Also, in diesen Tagen wird Saturn sanfter (ab 2. August bewegt er sich wieder in seiner eigentlichen Richtung), der Vollmond rüttelt am Alten, und wie immer bleibt nichts wie es war und nichts ist je irgendwo festgeschrieben. Wie immer ist alles offen, vielleicht sogar noch offener als je zuvor.

Es gibt keine Grenze, wenn Vision und Bauchgefühl, Motivation und Erfahrung, Fokus und Hingabe alle zusammen in einem Boot sitzen, und das ist ein Fest. Wenn das Ganze von Liebe getragen wird, ist sicher, dass die Fahrt ein spannendes Abenteuer wird und Begriffe wie „normal“ und „funktionieren“ weit weg geschleudert werden können. Ohne sie reist es sich so viel flexibler und glücklicher.

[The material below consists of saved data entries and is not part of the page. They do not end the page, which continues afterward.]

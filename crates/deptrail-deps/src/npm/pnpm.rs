//! pnpm-lock.yaml parser (lockfile v5, v6 and v9)

use crate::lockfile::{LockEdge, LockedPackage, LockfileData, RootPackage};
use crate::traits::LockfileParser;
use crate::types::Ecosystem;
use serde_yaml::{Mapping, Value};
use tracing::debug;

/// pnpm-lock.yaml parser
#[derive(Debug, Clone, Copy, Default)]
pub struct PnpmLockfileParser;

impl PnpmLockfileParser {
    /// Create a new pnpm lockfile parser
    pub fn new() -> Self {
        Self
    }
}

const DEPENDENCY_GROUPS: [&str; 3] = ["dependencies", "optionalDependencies", "devDependencies"];

impl LockfileParser for PnpmLockfileParser {
    fn file_name(&self) -> &'static str {
        "pnpm-lock.yaml"
    }

    fn parse_lockfile(&self, text: &str) -> LockfileData {
        let mut data = LockfileData::new(self.file_name());
        let doc: Value = match serde_yaml::from_str(text) {
            Ok(doc) => doc,
            Err(e) => {
                debug!(error = %e, "unreadable pnpm-lock.yaml, treating as empty");
                return data;
            }
        };

        // v6 keeps edges under `packages`; v9 moves them to `snapshots`
        for section in ["packages", "snapshots"] {
            let Some(entries) = doc.get(section).and_then(Value::as_mapping) else {
                continue;
            };
            for (key, entry) in entries {
                let Some((name, version)) = key.as_str().and_then(split_package_key) else {
                    continue;
                };
                let edges = edges_of(entry, &["dependencies", "optionalDependencies"]);
                match data.package_mut(Ecosystem::Npm, &name, &version) {
                    Some(existing) => {
                        for edge in edges {
                            if !existing.dependencies.contains(&edge) {
                                existing.dependencies.push(edge);
                            }
                        }
                    }
                    None => {
                        let mut package = LockedPackage::new(Ecosystem::Npm, name, version);
                        package.dependencies = edges;
                        data.insert(package);
                    }
                }
            }
        }

        // Root: `importers["."]` (v6+), or top-level groups in v5
        let root_section = doc
            .get("importers")
            .and_then(|importers| importers.get("."))
            .unwrap_or(&doc);
        let root_edges = edges_of(root_section, &DEPENDENCY_GROUPS);
        if !root_edges.is_empty() || doc.get("importers").is_some() {
            data.root = Some(RootPackage {
                name: None,
                dependencies: root_edges,
            });
        }

        data
    }
}

/// Edges listed under the given groups of a package or importer entry.
///
/// Values are either a version string (`1.2.3(react@18.2.0)`) or, in
/// importers, a `{ specifier, version }` mapping.
fn edges_of(entry: &Value, groups: &[&str]) -> Vec<LockEdge> {
    let mut edges = Vec::new();
    for group in groups {
        let Some(map) = entry.get(*group).and_then(Value::as_mapping) else {
            continue;
        };
        for (name, value) in map {
            let Some(name) = name.as_str() else {
                continue;
            };
            let (raw_version, specifier) = match value {
                Value::String(v) => (Some(v.as_str()), None),
                Value::Mapping(m) => (
                    mapping_str(m, "version"),
                    mapping_str(m, "specifier"),
                ),
                _ => (None, None),
            };
            let Some((target, version)) = raw_version.and_then(|v| resolve_reference(name, v)) else {
                continue;
            };
            let mut edge = LockEdge::new(Ecosystem::Npm, target)
                .with_version(version)
                .with_alias(name);
            if let Some(specifier) = specifier {
                edge = edge.with_requirement(specifier);
            }
            edges.push(edge);
        }
    }
    edges
}

fn mapping_str<'a>(map: &'a Mapping, key: &str) -> Option<&'a str> {
    map.get(key).and_then(Value::as_str)
}

/// Turn a dependency reference into `(package name, version)`.
///
/// Handles plain versions, peer-qualified versions, v5 `/name/version`
/// paths and aliases such as `string-width@4.2.3`. Local links are skipped.
fn resolve_reference(name: &str, reference: &str) -> Option<(String, String)> {
    let reference = strip_peer_suffix(reference);
    if reference.starts_with("link:") || reference.starts_with("file:") {
        return None;
    }
    if reference.starts_with('/') {
        return split_package_key(reference);
    }
    if reference.starts_with(|c: char| c.is_ascii_digit()) {
        return Some((name.to_string(), reference.to_string()));
    }
    split_package_key(reference)
}

/// Drop the peer qualifier: everything from the first `(` (v6+), or the
/// `_` that follows a version (v5, `5.1.1_react@18.2.0`)
fn strip_peer_suffix(reference: &str) -> &str {
    let end = reference.find('(').unwrap_or(reference.len());
    let reference = &reference[..end];
    for (idx, _) in reference.match_indices('_') {
        let before = &reference[..idx];
        let segment = before.rsplit(['/', '@']).next().unwrap_or(before);
        if segment.starts_with(|c: char| c.is_ascii_digit()) {
            return before;
        }
    }
    reference
}

/// Split a package key into name and version.
///
/// Accepts `/name@1.0.0` (v6), `name@1.0.0` (v9), `/@scope/name@1.0.0`,
/// `/name/1.0.0` (v5) and any of those with a peer qualifier.
fn split_package_key(key: &str) -> Option<(String, String)> {
    let key = strip_peer_suffix(key.trim());
    let key = key.strip_prefix('/').unwrap_or(key);
    let scoped = key.starts_with('@');
    let search_from = usize::from(scoped);

    if let Some(at) = key[search_from..].find('@').map(|idx| idx + search_from) {
        let (name, version) = (&key[..at], &key[at + 1..]);
        if !name.is_empty() && !version.is_empty() {
            return Some((name.to_string(), version.to_string()));
        }
        return None;
    }

    // v5: "name/1.0.0" or "@scope/name/1.0.0"
    let (name, version) = key.rsplit_once('/')?;
    let valid_name = if scoped { name.contains('/') } else { !name.contains('/') };
    (valid_name && !name.is_empty() && version.starts_with(|c: char| c.is_ascii_digit()))
        .then(|| (name.to_string(), version.to_string()))
}

#[cfg(test)]
mod tests {
    use super::*;

    #[test]
    fn test_split_package_key() {
        let split = |k: &str| split_package_key(k).map(|(n, v)| format!("{n} {v}"));
        assert_eq!(split("/lodash@4.17.21").as_deref(), Some("lodash 4.17.21"));
        assert_eq!(split("lodash@4.17.21").as_deref(), Some("lodash 4.17.21"));
        assert_eq!(split("/@types/node@20.1.0").as_deref(), Some("@types/node 20.1.0"));
        assert_eq!(
            split("/react-dom@18.2.0(react@18.2.0)").as_deref(),
            Some("react-dom 18.2.0")
        );
        assert_eq!(split("/lodash/4.17.21").as_deref(), Some("lodash 4.17.21"));
        assert_eq!(split("/@babel/core/7.0.0").as_deref(), Some("@babel/core 7.0.0"));
        assert_eq!(
            split("/styled-jsx/5.1.1_react@18.2.0").as_deref(),
            Some("styled-jsx 5.1.1")
        );
        assert_eq!(split("garbage").as_deref(), None);
    }

    #[test]
    fn test_peer_qualifier_truncated_at_first_paren() {
        assert_eq!(strip_peer_suffix("1.0.0(a@1(b@2))"), "1.0.0");
        assert_eq!(strip_peer_suffix("1.0.0(broken"), "1.0.0");
        assert_eq!(strip_peer_suffix("1.0.0"), "1.0.0");
        assert_eq!(strip_peer_suffix("5.1.1_react@18.2.0"), "5.1.1");
        assert_eq!(strip_peer_suffix("/lodash_es/1.0.0"), "/lodash_es/1.0.0");
    }

    #[test]
    fn test_v9_alias_resolves_to_real_package() {
        let data = PnpmLockfileParser::new().parse_lockfile(
            r#"
lockfileVersion: '9.0'

importers:
  .:
    dependencies:
      string-width-cjs:
        specifier: npm:string-width@^4.2.0
        version: string-width@4.2.3

packages:
  string-width@4.2.3: {}
  strip-ansi@6.0.1: {}

snapshots:
  string-width@4.2.3:
    dependencies:
      strip-ansi: 6.0.1
  strip-ansi@6.0.1: {}
"#,
        );
        let root = data.root.unwrap();
        let edge = &root.dependencies[0];
        assert_eq!(edge.name, "string-width");
        assert_eq!(edge.install_name(), "string-width-cjs");
        assert_eq!(edge.requirement.as_deref(), Some("npm:string-width@^4.2.0"));
        assert_eq!(edge.version.as_deref(), Some("4.2.3"));

        let plain = LockEdge::new(Ecosystem::Npm, "react").with_alias("react");
        assert!(plain.alias.is_none());
    }

    #[test]
    fn test_v6_lockfile() {
        let data = PnpmLockfileParser::new().parse_lockfile(
            r#"
lockfileVersion: '6.0'

importers:
  .:
    dependencies:
      react-dom:
        specifier: ^18.2.0
        version: 18.2.0(react@18.2.0)
    devDependencies:
      typescript:
        specifier: ~5.4.0
        version: 5.4.5

packages:
  /loose-envify@1.4.0:
    resolution: {integrity: sha512-x}
    dependencies:
      js-tokens: 4.0.0
  /js-tokens@4.0.0:
    resolution: {integrity: sha512-y}
  /react@18.2.0:
    dependencies:
      loose-envify: 1.4.0
  /react-dom@18.2.0(react@18.2.0):
    dependencies:
      loose-envify: 1.4.0
      react: 18.2.0
  /typescript@5.4.5:
    dev: true
"#,
        );
        assert_eq!(data.len(), 5);
        let react_dom = data.find(Ecosystem::Npm, "react-dom", "18.2.0").unwrap();
        assert_eq!(react_dom.dependencies.len(), 2);

        let root = data.root.as_ref().unwrap();
        assert_eq!(root.dependencies.len(), 2);
        assert_eq!(root.dependencies[0].version.as_deref(), Some("18.2.0"));
        assert_eq!(root.dependencies[0].requirement.as_deref(), Some("^18.2.0"));

        let parents = data.parents_of(Ecosystem::Npm, "loose-envify", "1.4.0");
        assert_eq!(parents.len(), 2);
    }

    #[test]
    fn test_v9_snapshots_and_aliases() {
        let data = PnpmLockfileParser::new().parse_lockfile(
            r#"
lockfileVersion: '9.0'

importers:
  .:
    dependencies:
      string-width-cjs:
        specifier: npm:string-width@^4.2.0
        version: string-width@4.2.3

packages:
  string-width@4.2.3:
    resolution: {integrity: sha512-a}
  strip-ansi@6.0.1:
    resolution: {integrity: sha512-b}

snapshots:
  string-width@4.2.3:
    dependencies:
      strip-ansi: 6.0.1
  strip-ansi@6.0.1: {}
"#,
        );
        let sw = data.find(Ecosystem::Npm, "string-width", "4.2.3").unwrap();
        assert_eq!(sw.dependencies[0].name, "strip-ansi");
        let root = data.root.unwrap();
        assert_eq!(root.dependencies[0].name, "string-width");
    }

    #[test]
    fn test_malformed_is_empty() {
        assert!(PnpmLockfileParser::new().parse_lockfile(": : :\n\t- [").is_empty());
        assert!(PnpmLockfileParser::new().parse_lockfile("").is_empty());
    }
}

Heißen wir die Freiheit willkommen, reisen wir spontan und dennoch geduldig, hellwach und voller Freude! Ich wünsche Euch ganz große innere Räume, wie Ozeane oder Himmel, in denen Ihr Euch frei und zu Hause fühlt, um in genau die Richtung zu wachsen, die sich richtig anfühlt und schon immer richtig war.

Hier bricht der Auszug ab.